The call has gone out for young people to make a lucrative career designing electronic games. It’s fab! It’s fun (it’s not really work is it?) and you can become mega rich - but students beware.
In October last year, the media hailed the launch of Fury, a multiplayer online game developed in Brisbane by Auran Studios. The creator of Fury, Tony Hilliam, said his “online masterpiece is about to shake up the world rankings”.
“I believe it's the biggest computer game development project ever undertaken in Australia, and it's even one of the biggest entertainment projects … The original Crocodile Dundee movie budget was about $8 million, and we're nearly double that,” he said.

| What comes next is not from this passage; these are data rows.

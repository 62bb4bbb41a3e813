// The engine: everything between the command layer and the outside world.

// Per-run capabilities and settings threaded through every step.
pub mod context;
// Reads and validates `config.yaml`.
pub mod config_loading;
// Concurrent target discovery and package-store scanning.
pub mod detector;
// Artifact download with retries and a cleanup guard.
pub mod downloader;
// Error taxonomy.
pub mod errors;
// Replicates an installed extension into additional editor profiles.
pub mod fanout;
// Dispatches a plan to the per-kind drivers.
pub mod installer;
// detect -> resolve -> select -> download -> install -> verify.
pub mod orchestrator;
// Config file location.
pub mod paths;
// Tables and follow-up notes.
pub mod report;
// Latest-version lookup with primary and fallback strategies.
pub mod resolver;
// Operator and policy driven unit selection.
pub mod selection;
// Command, HTTP, sleep and prompt capabilities.
pub mod system;
// Built-in and configured install targets.
pub mod target_registry;
pub mod utilities;
// Post-install convergence checks.
pub mod verifier;
// Version normalization and comparison.
pub mod version;

#[cfg(test)]
pub mod test_support;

Unfortunately things didn’t pan out that way. Just three months later, on the December 15, Auran Studios admitted that the sales of Fury were “disappointing” and it had slashed 60 in-house jobs and was outsourcing future work to China.
"(We) will be looking to China to create much of the new content that we will release in future updates. Furthermore we're talking with a number of publishers in Asia regarding co-development deals," said Hilliam.
The company will “focus on a smaller, more agile core team of Fury developers. These are people who are incredibly passionate about the game and work until four in the morning to ensure they get things done,” he said.
Just three months prior, Hilliam said he stood to make anywhere from millions of dollars to hundreds of millions. You’ve got to admire that optimism.
There are serious problems here. One is the hype surrounding electronic games development. The global games industry is worth about $50 billion of which Australia has a $100 million share. USA and Japan are the powerbrokers.
It’s certainly cheaper to use Chinese animators and programmers. They get paid less and work in sweatshop conditions.
Fury failed because its developer’s expectations far exceeded market capabilities.
One Melbourne programmer said that “you put in the long hours, in part out of enthusiasm, but also because you’d look like a ‘quitter’ if you left work at 5:00pm. 50-60 hour weeks are the norm and over time is a rarity”. For more on conditions in the Australian games industry Google “Games development: a real career choice?” by Sarah Stokley.
The Australian e-games industry would fair better if it dropped the spin and played it straight. They’re been making astounding claims that 2 million Australians play online games and up to 40 per cent of these are females.